» **Task requirements**: Beginning at the line that contains "must abort the", transcribe every line up to the last one in the material below. Include no other lines.

-- Data shown follows --

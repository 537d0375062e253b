//! MTA-STS policy resolution daemon.
//!
//! CLI surface and top-level wiring follow `tsa-daemon::main`: a `clap`
//! derive `Opt`, logging initialized first thing, then a multi-threaded
//! Tokio runtime driving the accept loop to completion.

mod config;
mod connection;
mod logging;
mod server;
mod shutdown;
mod zones;

use clap::Parser;
use config::{Config, LogFormat};
use connection::AppState;
use dns_resolver::HickoryResolver;
use logging::LoggingConfig;
use mta_sts::ReqwestGetter;
use shutdown::LifeCycle;
use std::path::PathBuf;
use std::sync::Arc;
use zones::ZoneRegistry;

/// MTA-STS policy resolution daemon.
#[derive(Debug, Parser)]
#[command(about, version)]
struct Opt {
    /// Path to the YAML configuration file.
    #[arg(long, default_value = "/opt/sts-resolverd/etc/sts-resolverd.yaml")]
    config: PathBuf,

    /// Directory where diagnostic log files will be placed.
    ///
    /// If omitted, diagnostics print to stderr.
    #[arg(long)]
    log_dir: Option<PathBuf>,

    /// How diagnostic logs render.
    #[arg(long, value_enum)]
    log_format: Option<LogFormat>,
}

fn main() -> anyhow::Result<()> {
    let opts = Opt::parse();

    // Config parse failure is fatal at startup; let it propagate through
    // `?` to a non-zero exit, same as the `config::load_config` call in
    // `tsa-daemon::main`.
    let config = Config::load(&opts.config)?;

    LoggingConfig {
        log_dir: opts.log_dir.clone().or_else(|| config.log.dir.clone()),
        format: opts.log_format.unwrap_or(config.log.format),
        filter: config.log.filter.clone(),
    }
    .init()?;

    tokio::runtime::Builder::new_multi_thread()
        .enable_all()
        .build()?
        .block_on(run(config))
}

async fn run(config: Config) -> anyhow::Result<()> {
    let resolver = HickoryResolver::new()
        .map_err(|err| anyhow::anyhow!("failed to construct DNS resolver: {err}"))?;
    let getter = ReqwestGetter::new()?;

    let state = Arc::new(AppState {
        cache: sts_cache::Cache::new(config.cache.options.cache_size),
        zones: ZoneRegistry::from_config(&config),
        resolver: Arc::new(resolver),
        getter: Arc::new(getter),
    });

    // Bind before spawning anything: a bind failure must abort the
    // process with a non-zero exit code, not merely log.
    let listener = server::bind(&config.host, config.port).await?;

    let mut life_cycle = LifeCycle::new();

    let accept_loop = tokio::spawn(async move {
        if let Err(err) = server::serve(listener, state).await {
            tracing::error!(%err, "listener exited with an error");
        }
    });

    life_cycle.wait_for_shutdown().await;
    accept_loop.await.ok();

    Ok(())
}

-- Data shown concluded --

» **Task result**:
    // Bind before spawning anything: a bind failure must abort the
    // process with a non-zero exit code, not merely log.
    let listener = server::bind(&config.host, config.port).await?;

    let mut life_cycle = LifeCycle::new();

    let accept_loop = tokio::spawn(async move {
        if let Err(err) = server::serve(listener, state).await {
            tracing::error!(%err, "listener exited with an error");
        }
    });

    life_cycle.wait_for_shutdown().await;
    accept_loop.await.ok();

    Ok(())
}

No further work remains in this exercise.